DATA RECORDS:
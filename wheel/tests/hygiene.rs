//! Hygiene — enforces coding standards at test time
//!
//! These tests scan the wheel crate source tree for patterns that can crash
//! the page or swallow errors. Each has a budget (ideally zero). If you must
//! add one, fix an existing one first — the budget never grows.
#![allow(clippy::absurd_extreme_comparisons)]

use std::fs;
use std::path::Path;

// Panics — these abort the wasm instance.
const MAX_UNWRAP: usize = 0;
const MAX_EXPECT: usize = 0;
const MAX_PANIC: usize = 0;
const MAX_UNREACHABLE: usize = 0;
const MAX_TODO: usize = 0;
const MAX_UNIMPLEMENTED: usize = 0;

// Silent loss — discards errors without inspecting.
const MAX_SILENT_DISCARD: usize = 0;
const MAX_DOT_OK: usize = 0;

// Diagnostics go through the `log` facade.
const MAX_PRINTLN: usize = 0;
const MAX_EPRINTLN: usize = 0;

// Style / structure.
const MAX_ALLOW_DEAD_CODE: usize = 0;
const MAX_UNSAFE: usize = 0;

struct SourceFile {
    path: String,
    content: String,
}

/// Collect production `.rs` files from `wheel/src/`, excluding `*_test.rs`.
fn source_files() -> Vec<SourceFile> {
    let mut files = Vec::new();
    collect_rs_files(Path::new("src"), &mut files);
    files
}

fn collect_rs_files(dir: &Path, out: &mut Vec<SourceFile>) {
    let Ok(entries) = fs::read_dir(dir) else {
        return;
    };
    for entry in entries.flatten() {
        let path = entry.path();
        if path.is_dir() {
            collect_rs_files(&path, out);
            continue;
        }
        let path_str = path.to_string_lossy().to_string();
        if !path_str.ends_with(".rs") || path_str.ends_with("_test.rs") {
            continue;
        }
        if let Ok(content) = fs::read_to_string(&path) {
            out.push(SourceFile { path: path_str, content });
        }
    }
}

/// Per-file counts of lines containing `pattern`, skipping files with none.
fn count_in_source(files: &[SourceFile], pattern: &str) -> Vec<(String, usize)> {
    files
        .iter()
        .map(|file| (file.path.clone(), file.content.lines().filter(|line| line.contains(pattern)).count()))
        .filter(|(_, count)| *count > 0)
        .collect()
}

fn assert_budget(label: &str, pattern: &str, max: usize) {
    let files = source_files();
    assert!(!files.is_empty(), "no sources found; run from the wheel crate root");
    let hits = count_in_source(&files, pattern);
    let count: usize = hits.iter().map(|(_, c)| c).sum();
    let detail = hits
        .iter()
        .map(|(path, count)| format!("  {path}: {count}"))
        .collect::<Vec<_>>()
        .join("\n");
    assert!(count <= max, "{label} budget exceeded: found {count}, max {max}.\n{detail}");
}

#[test]
fn unwrap_budget() {
    assert_budget(".unwrap()", ".unwrap()", MAX_UNWRAP);
}

#[test]
fn expect_budget() {
    assert_budget(".expect()", ".expect(", MAX_EXPECT);
}

#[test]
fn panic_budget() {
    assert_budget("panic!()", "panic!(", MAX_PANIC);
}

#[test]
fn unreachable_budget() {
    assert_budget("unreachable!()", "unreachable!(", MAX_UNREACHABLE);
}

#[test]
fn todo_budget() {
    assert_budget("todo!()", "todo!(", MAX_TODO);
}

#[test]
fn unimplemented_budget() {
    assert_budget("unimplemented!()", "unimplemented!(", MAX_UNIMPLEMENTED);
}

#[test]
fn silent_discard_budget() {
    assert_budget("let _ =", "let _ =", MAX_SILENT_DISCARD);
}

#[test]
fn dot_ok_budget() {
    assert_budget(".ok()", ".ok()", MAX_DOT_OK);
}

#[test]
fn println_budget() {
    assert_budget("println!()", "println!(", MAX_PRINTLN);
}

#[test]
fn eprintln_budget() {
    assert_budget("eprintln!()", "eprintln!(", MAX_EPRINTLN);
}

#[test]
fn allow_dead_code_budget() {
    assert_budget("#[allow(dead_code)]", "#[allow(dead_code)]", MAX_ALLOW_DEAD_CODE);
}

#[test]
fn unsafe_budget() {
    assert_budget("unsafe", "unsafe ", MAX_UNSAFE);
}
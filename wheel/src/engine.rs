use rand::rngs::StdRng;
use rand::{Rng, SeedableRng};
use wasm_bindgen::{JsCast, JsValue};
use web_sys::{CanvasRenderingContext2d, HtmlCanvasElement};

use crate::confetti::{ConfettiSimulator, Particle};
use crate::config::WheelConfig;
use crate::entries::EntryStore;
use crate::geometry::{Point, WheelGeometry};
use crate::hit;
use crate::input::{self, Button, Intent, Key};
use crate::render;
use crate::spin::{SpinEngine, SpinEvent, SpinTarget};

#[cfg(test)]
#[path = "engine_test.rs"]
mod engine_test;

/// Side effects returned from engine operations for the host to carry out.
#[derive(Debug, Clone, PartialEq)]
pub enum Action {
    EntryAdded { index: usize, label: String },
    EntryRemoved { index: usize, label: String },
    SpinStarted(SpinTarget),
    /// The pointer crossed into `slice`; play the tick clip.
    Tick { slice: usize },
    /// The spin settled; play the win clip and show the winner.
    Won { index: usize, label: String },
    ConfettiFinished,
    RenderNeeded,
}

/// Errors raised while binding the engine to a canvas element.
#[derive(Debug, thiserror::Error)]
pub enum EngineError {
    #[error("2d canvas context unavailable")]
    ContextUnavailable,
    #[error("canvas call failed: {0}")]
    Js(String),
}

impl From<JsValue> for EngineError {
    fn from(value: JsValue) -> Self {
        Self::Js(format!("{value:?}"))
    }
}

/// Core engine state — all logic that doesn't depend on the canvas element.
///
/// Owns the entry list, the spin state machine, the confetti burst and the
/// random source. Every operation returns the [`Action`]s it caused; an empty
/// list means the request was ignored.
#[derive(Debug, Clone)]
pub struct EngineCore {
    config: WheelConfig,
    entries: EntryStore,
    spin: SpinEngine,
    confetti: ConfettiSimulator,
    rng: StdRng,
}

impl Default for EngineCore {
    fn default() -> Self {
        Self::new(WheelConfig::default())
    }
}

impl EngineCore {
    /// Create an engine seeded from the OS random source.
    #[must_use]
    pub fn new(config: WheelConfig) -> Self {
        Self::with_rng(config, StdRng::from_os_rng())
    }

    /// Create an engine with an explicit random source, e.g. a seeded one for tests.
    #[must_use]
    pub fn with_rng(config: WheelConfig, rng: StdRng) -> Self {
        Self {
            config,
            entries: EntryStore::new(),
            spin: SpinEngine::new(),
            confetti: ConfettiSimulator::new(),
            rng,
        }
    }

    // --- Entries ---

    /// Add an entry. Ignored for blank text and while a spin is running.
    pub fn add_entry(&mut self, text: &str) -> Vec<Action> {
        if self.spin.is_spinning() {
            log::debug!("engine: entry edits are locked while spinning");
            return Vec::new();
        }
        let Some(index) = self.entries.add(text) else {
            return Vec::new();
        };
        let label = self.entries.get(index).unwrap_or_default().to_owned();
        vec![Action::EntryAdded { index, label }, Action::RenderNeeded]
    }

    /// Remove the entry at `index`. Ignored when out of range or while spinning.
    pub fn remove_entry(&mut self, index: usize) -> Vec<Action> {
        if self.spin.is_spinning() {
            log::debug!("engine: entry edits are locked while spinning");
            return Vec::new();
        }
        let Some(label) = self.entries.remove(index) else {
            return Vec::new();
        };
        self.spin.entry_removed(index);
        vec![Action::EntryRemoved { index, label }, Action::RenderNeeded]
    }

    // --- Spin ---

    /// Start a spin on a uniformly random entry.
    pub fn request_spin(&mut self) -> Vec<Action> {
        if self.entries.is_empty() {
            return Vec::new();
        }
        let index = self.rng.random_range(0..self.entries.len());
        self.request_spin_at(index)
    }

    /// Start a spin that will land on entry `index`.
    ///
    /// Clears the previous winner and any confetti. Ignored with no entries,
    /// while already spinning, or for an out-of-range index.
    pub fn request_spin_at(&mut self, index: usize) -> Vec<Action> {
        let Some(target) = self.spin.start(self.entries.as_slice(), index) else {
            return Vec::new();
        };
        self.confetti.clear();
        vec![Action::SpinStarted(target), Action::RenderNeeded]
    }

    // --- Input ---

    /// Apply a user intent.
    pub fn dispatch(&mut self, intent: Intent) -> Vec<Action> {
        match intent {
            Intent::AddEntry(text) => self.add_entry(&text),
            Intent::RemoveEntry(index) => self.remove_entry(index),
            Intent::Spin => self.request_spin(),
        }
    }

    /// Key press in the entry field currently holding `draft`.
    pub fn on_key_down(&mut self, key: &Key, draft: &str) -> Vec<Action> {
        input::intent_for_key(key, draft).map_or_else(Vec::new, |intent| self.dispatch(intent))
    }

    /// Click at canvas point `pt`.
    pub fn on_click(&mut self, pt: Point, button: Button) -> Vec<Action> {
        input::intent_for_click(pt, button, self.center(), self.config.hub_radius)
            .map_or_else(Vec::new, |intent| self.dispatch(intent))
    }

    // --- Frames ---

    /// Advance the spin and the confetti to the frame timestamp `now_ms`.
    pub fn on_frame(&mut self, now_ms: f64) -> Vec<Action> {
        if !self.is_animating() {
            return Vec::new();
        }
        let mut actions = Vec::new();

        if self.confetti.step() {
            actions.push(Action::ConfettiFinished);
        }

        for event in self.spin.advance(now_ms) {
            match event {
                SpinEvent::Tick { slice } => actions.push(Action::Tick { slice }),
                SpinEvent::Settled { index, label } => {
                    let center = self.center();
                    self.confetti.launch(center, self.config.palette.len(), &mut self.rng);
                    actions.push(Action::Won { index, label });
                }
            }
        }

        actions.push(Action::RenderNeeded);
        actions
    }

    // --- Queries ---

    #[must_use]
    pub fn config(&self) -> &WheelConfig {
        &self.config
    }

    #[must_use]
    pub fn entries(&self) -> &[String] {
        self.entries.as_slice()
    }

    /// Geometry for the current entry list.
    #[must_use]
    pub fn geometry(&self) -> WheelGeometry {
        WheelGeometry::new(self.entries.len())
    }

    #[must_use]
    pub fn rotation(&self) -> f64 {
        self.spin.rotation()
    }

    #[must_use]
    pub fn spinning(&self) -> bool {
        self.spin.is_spinning()
    }

    /// Label of the last winner, until the next spin starts.
    #[must_use]
    pub fn winner(&self) -> Option<&str> {
        self.spin.outcome().map(|o| o.label.as_str())
    }

    /// Slice to highlight as the winner, if it is still on the wheel.
    #[must_use]
    pub fn winner_slice(&self) -> Option<usize> {
        self.spin.outcome().and_then(|o| o.slice)
    }

    #[must_use]
    pub fn confetti(&self) -> &[Particle] {
        self.confetti.particles()
    }

    /// Whether the host should keep requesting animation frames.
    #[must_use]
    pub fn is_animating(&self) -> bool {
        self.spin.is_spinning() || self.confetti.is_active()
    }

    /// Wheel center in canvas space.
    #[must_use]
    pub fn center(&self) -> Point {
        Point::new(self.config.radius, self.config.radius)
    }
}

/// Binds the wheel to a browser `<canvas>` element.
pub struct Engine {
    canvas: HtmlCanvasElement,
    ctx: CanvasRenderingContext2d,
    dpr: f64,
}

impl Engine {
    /// Acquire the canvas's 2D context.
    ///
    /// # Errors
    ///
    /// Returns [`EngineError`] if the element has no usable 2D context.
    pub fn new(canvas: HtmlCanvasElement) -> Result<Self, EngineError> {
        let ctx = canvas
            .get_context("2d")?
            .ok_or(EngineError::ContextUnavailable)?
            .dyn_into::<CanvasRenderingContext2d>()
            .map_err(|_| EngineError::ContextUnavailable)?;
        Ok(Self { canvas, ctx, dpr: 1.0 })
    }

    /// Size the backing store for `config` at device pixel ratio `dpr`.
    #[allow(clippy::cast_possible_truncation, clippy::cast_sign_loss)]
    pub fn resize(&mut self, config: &WheelConfig, dpr: f64) {
        self.dpr = if dpr.is_finite() && dpr > 0.0 { dpr } else { 1.0 };
        let px = (config.canvas_size() * self.dpr).round().max(1.0) as u32;
        self.canvas.set_width(px);
        self.canvas.set_height(px);
    }

    /// Draw the current state to the canvas.
    ///
    /// # Errors
    ///
    /// Returns `Err` if any `Canvas2D` call fails.
    pub fn render(&self, core: &EngineCore) -> Result<(), JsValue> {
        render::draw(&self.ctx, core, self.dpr)
    }

    /// Convert a `MouseEvent` client position into canvas space.
    #[must_use]
    pub fn canvas_point(&self, client_x: f64, client_y: f64) -> Point {
        let rect = self.canvas.get_bounding_client_rect();
        hit::client_to_canvas(client_x, client_y, rect.left(), rect.top())
    }
}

THE TASK:
Only lines holding the string "SpinTarget" are wanted; gather each one from the entries above.

TASK ANSWER:
use crate::spin::{SpinEngine, SpinEvent, SpinTarget};
    SpinStarted(SpinTarget),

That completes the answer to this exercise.